BRASIL: MP do Voo Simples é aprovada na Câmara dos Deputados – Cavok Brasil

BRASIL: MP do Voo Simples é aprovada na Câmara dos Deputados – Cavok Brasil


A Medida Provisória 1.089/21, também conhecida como a MP do Voo Simples, foi aprovada no dia 26 pela Câmara dos Deputados, prevendo a retomada de despacho gratuito de bagagem de até 23 quilos em voos nacionais e de até 30 quilos em voos internacionais.

A Associação Brasileira das Empresas Aéreas (ABEAR) entende que temas aprovados visando desburocratizar e simplificar o ambiente de negócios da aviação são positivos.

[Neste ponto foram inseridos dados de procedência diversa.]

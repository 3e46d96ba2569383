use async_trait::async_trait;
use chrono::NaiveDate;
use chrono_tz::Tz;
use once_cell::sync::Lazy;
use scraper::{Html, Selector};
use serde_json::Value;
use tracing::{debug, info};

use super::{base, ensure_family, finish_requested, load_listing, preview_drafts, unique_drafts};
use super::{ScrapeContext, VenueAdapter};
use crate::error::Result;
use crate::models::{DiscoveredEvent, EventDraft, PreviewEvent, SourceFamily, VenueConfig};
use crate::normalize::{dates, ids, text};
use crate::progress::ProgressFn;

static LD_JSON_SELECTOR: Lazy<Selector> = Lazy::new(|| {
    Selector::parse(r#"script[type="application/ld+json"]"#).expect("ld+json selector")
});

/// Listing pages that embed schema.org `Event` objects as JSON-LD.
pub struct StructuredData;

#[async_trait]
impl VenueAdapter for StructuredData {
    fn family(&self) -> SourceFamily {
        SourceFamily::StructuredData
    }

    async fn preview(&self, venue: &VenueConfig, ctx: &ScrapeContext) -> Result<Vec<PreviewEvent>> {
        ensure_family(self.family(), venue)?;
        let drafts = self.listing(venue, ctx).await?;
        info!(venue = %venue.slug, events = drafts.len(), "structured data preview");
        Ok(preview_drafts(&drafts, venue))
    }

    async fn scrape(
        &self,
        venue: &VenueConfig,
        ctx: &ScrapeContext,
        event_ids: &[String],
        progress: Option<&ProgressFn>,
    ) -> Result<Vec<DiscoveredEvent>> {
        ensure_family(self.family(), venue)?;
        let drafts = self.listing(venue, ctx).await?;
        let events = finish_requested(drafts, venue, event_ids, progress);
        info!(venue = %venue.slug, requested = event_ids.len(), events = events.len(), "structured data scrape");
        Ok(events)
    }
}

impl StructuredData {
    async fn listing(&self, venue: &VenueConfig, ctx: &ScrapeContext) -> Result<Vec<EventDraft>> {
        let html = load_listing(venue, ctx).await?;
        Ok(unique_drafts(extract_events(
            &html,
            &venue.source_url,
            venue.tz(),
            ctx.today(),
        )))
    }
}

/// Every event-typed JSON-LD object on the page, mapped to drafts. Blocks that
/// fail to parse are skipped.
pub fn extract_events(html: &str, page_url: &str, tz: Option<Tz>, today: NaiveDate) -> Vec<EventDraft> {
    let document = Html::parse_document(html);
    let mut nodes = Vec::new();
    for body in base::script_bodies(&document, &LD_JSON_SELECTOR) {
        match serde_json::from_str::<Value>(body.trim()) {
            Ok(value) => collect_event_nodes(value, &mut nodes),
            Err(err) => debug!(page = page_url, error = %err, "skipping malformed ld+json block"),
        }
    }
    nodes
        .iter()
        .filter_map(|node| draft_from_node(node, page_url, tz, today))
        .collect()
}

fn collect_event_nodes(value: Value, out: &mut Vec<Value>) {
    match value {
        Value::Array(items) => {
            for item in items {
                collect_event_nodes(item, out);
            }
        }
        Value::Object(mut map) => {
            if let Some(graph) = map.remove("@graph") {
                collect_event_nodes(graph, out);
            }
            let value = Value::Object(map);
            if is_event_type(&value) {
                out.push(value);
            }
        }
        _ => {}
    }
}

fn is_event_type(node: &Value) -> bool {
    match node.get("@type") {
        Some(Value::String(kind)) => kind.ends_with("Event"),
        Some(Value::Array(kinds)) => kinds
            .iter()
            .filter_map(Value::as_str)
            .any(|kind| kind.ends_with("Event")),
        _ => false,
    }
}

fn draft_from_node(node: &Value, page_url: &str, tz: Option<Tz>, today: NaiveDate) -> Option<EventDraft> {
    let raw_name = node.get("name").and_then(Value::as_str)?;
    let (title, markers) = text::strip_status_markers(&text::decode_entities(raw_name));
    if title.is_empty() {
        return None;
    }

    let start = node.get("startDate").and_then(Value::as_str)?;
    let (date, show_time) = dates::split_timestamp(start, tz)
        .or_else(|| dates::parse_event_date(start, today).map(|d| (d, dates::find_first_time(start))))?;

    let doors_time = node.get("doorTime").and_then(Value::as_str).and_then(|raw| {
        dates::split_timestamp(raw, tz)
            .and_then(|(_, time)| time)
            .or_else(|| dates::find_first_time(raw))
    });

    let event_url = base::absolute_url(page_url, first_string(node.get("url")));
    let offers = Offers::from_node(node.get("offers"));
    let ticket_url = base::absolute_url(page_url, offers.url.clone());

    let artists = performer_names(node.get("performer"));
    let cancelled = markers.cancelled
        || node
            .get("eventStatus")
            .and_then(Value::as_str)
            .map(|status| status.ends_with("EventCancelled"))
            .unwrap_or(false);

    let id = ids::derive_event_id(
        [event_url.as_deref(), ticket_url.as_deref()],
        &title,
        date,
    );

    Some(EventDraft {
        image_url: base::absolute_url(page_url, first_string(node.get("image"))),
        doors_time,
        show_time,
        ticket_url,
        event_url,
        artists,
        price: offers.price(),
        age_restriction: node
            .get("typicalAgeRange")
            .and_then(Value::as_str)
            .and_then(age_from_range),
        is_sold_out: Some(markers.sold_out || offers.sold_out),
        is_cancelled: Some(cancelled),
        description: node
            .get("description")
            .and_then(Value::as_str)
            .map(base::fragment_text)
            .filter(|text| !text.is_empty()),
        ..EventDraft::new(id, title, date)
    })
}

/// First string found in a string, array, or `{url}` / `{@id}` object.
fn first_string(value: Option<&Value>) -> Option<String> {
    match value? {
        Value::String(s) if !s.trim().is_empty() => Some(s.trim().to_string()),
        Value::Array(items) => items.iter().find_map(|item| first_string(Some(item))),
        Value::Object(map) => first_string(map.get("url")).or_else(|| first_string(map.get("@id"))),
        _ => None,
    }
}

fn performer_names(value: Option<&Value>) -> Vec<String> {
    match value {
        Some(Value::String(name)) => vec![text::decode_entities(name)],
        Some(Value::Object(map)) => map
            .get("name")
            .and_then(Value::as_str)
            .map(|name| vec![text::decode_entities(name)])
            .unwrap_or_default(),
        Some(Value::Array(items)) => items
            .iter()
            .flat_map(|item| performer_names(Some(item)))
            .collect(),
        _ => Vec::new(),
    }
}

/// schema.org ranges come as "21+", "21-" or "18-99".
fn age_from_range(range: &str) -> Option<String> {
    text::normalize_age(range).or_else(|| text::normalize_age(&range.replace('-', "+")))
}

fn number(value: &Value) -> Option<f64> {
    match value {
        Value::Number(n) => n.as_f64(),
        Value::String(s) => s
            .trim()
            .trim_start_matches('$')
            .replace(',', "")
            .parse()
            .ok(),
        _ => None,
    }
}

#[derive(Debug, Default)]
struct Offers {
    low: Option<f64>,
    high: Option<f64>,
    sold_out: bool,
    url: Option<String>,
}

impl Offers {
    fn from_node(value: Option<&Value>) -> Self {
        let mut offers = Offers::default();
        let items: Vec<&Value> = match value {
            Some(Value::Array(items)) => items.iter().collect(),
            Some(item) if item.is_object() => vec![item],
            _ => Vec::new(),
        };
        let mut all_sold_out = !items.is_empty();
        for item in items {
            for key in ["price", "lowPrice"] {
                if let Some(amount) = item.get(key).and_then(number) {
                    offers.low = Some(offers.low.map_or(amount, |low| low.min(amount)));
                    offers.high = Some(offers.high.map_or(amount, |high| high.max(amount)));
                }
            }
            if let Some(amount) = item.get("highPrice").and_then(number) {
                offers.high = Some(offers.high.map_or(amount, |high| high.max(amount)));
            }
            let sold = item
                .get("availability")
                .and_then(Value::as_str)
                .map(|availability| availability.ends_with("SoldOut"))
                .unwrap_or(false);
            all_sold_out &= sold;
            if offers.url.is_none() {
                offers.url = first_string(item.get("url"));
            }
        }
        offers.sold_out = all_sold_out;
        offers
    }

    fn price(&self) -> Option<String> {
        text::format_price(self.low?, self.high)
    }
}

“O governo acertou ao enviar uma MP que auxilia o setor aéreo na recuperação pós-crise da pandemia do novo coronavírus, mas a mudança na cobrança de bagagem vai no sentido contrário da própria MP pois reduz a competitividade do país”, afirma o presidente da ABEAR, Eduardo Sanovicz. Segundo ele, a interpretação das normas tributárias e aduaneiras, o compartilhamento de informações das empresas de intermediação na compra das passagens, e a inclusão de penalidades para o passageiro indisciplinado são medidas que beneficiam a cadeia do setor aéreo e todos os seus passageiros.

A proposta estabelece, entre outros pontos:

  • fim da competência da ANAC para outorga de serviços aéreos;
  • fim da necessidade de revalidação dessas outorgas a cada cinco anos;
  • fim de contratos de concessão das empresas aéreas;
  • fim da obrigação de autorização prévia para construção de aeródromos.

Além disso, a MP simplifica a autorização para que uma empresa estrangeira obtenha a autorização para explorar o serviço de transporte aéreo, cabendo à Anac tratar do tema em uma regulamentação. O texto revoga uma série de exigências, hoje previstas em lei, para que uma empresa de transporte aéreo opere no país.

A MP também permite que os aeródromos privados na Amazônia Legal tenham um tratamento diferenciado, com a possibilidade de adequar suas operações por meio de regulamento específico emitido pela autoridade de aviação civil.

Hoje, apenas os aeródromos públicos têm direito a essa possibilidade que, segundo a lei, tem como objetivo “promover o fomento regional, a integração social, o atendimento de comunidades isoladas, o acesso à saúde e o apoio a operações de segurança”.

Em nota publicada na data da edição da MP, o governo justificou que as mudanças “atualizam e reduzem a burocracia de processos e procedimentos do setor aéreo” para dar maior “eficiência na prestação de serviços e o desenvolvimento da aviação civil”.

Franquia de bagagem

No entanto, a ABEAR destaca o retrocesso representado pela extinção da prática de cobrança de bagagens apenas para os usuários que as levam, implementada pela ANAC, praticada no mundo há pelo menos duas décadas, com novas opções para o passageiro que viaja apenas com um volume de mão a bordo. Antes dessa regra o valor pelo despacho de bagagem era diluído no preço dos bilhetes de todos os passageiros. É importante lembrar que logo após a implementação da cobrança pela franquia de bagagem, ao menos oito empresas estrangeiras, sendo sete “low cost”, demonstraram interesse em operar no país. Em 2020, porém, a pandemia do novo coronavírus interrompeu abruptamente esse movimento.

Atualmente, bagagens de 23 quilos em voos nacionais e 32 quilos nos voos internacionais são cobradas à parte, com um valor adicional ao da passagem. Cada empresa estabelece o critério de cobrança e as dimensões das malas.

O trecho incluído pela Câmara na MP do Voo Simples altera o Código de Defesa do Consumidor para incluir no rol das práticas abusivas a cobrança por parte das companhias aéreas por até um volume de bagagem em voos nacionais com peso inferior a 23 quilos, e em voos internacionais, com peso inferior a 30 quilos.

A MP ainda deve ser apreciada pelo Senado.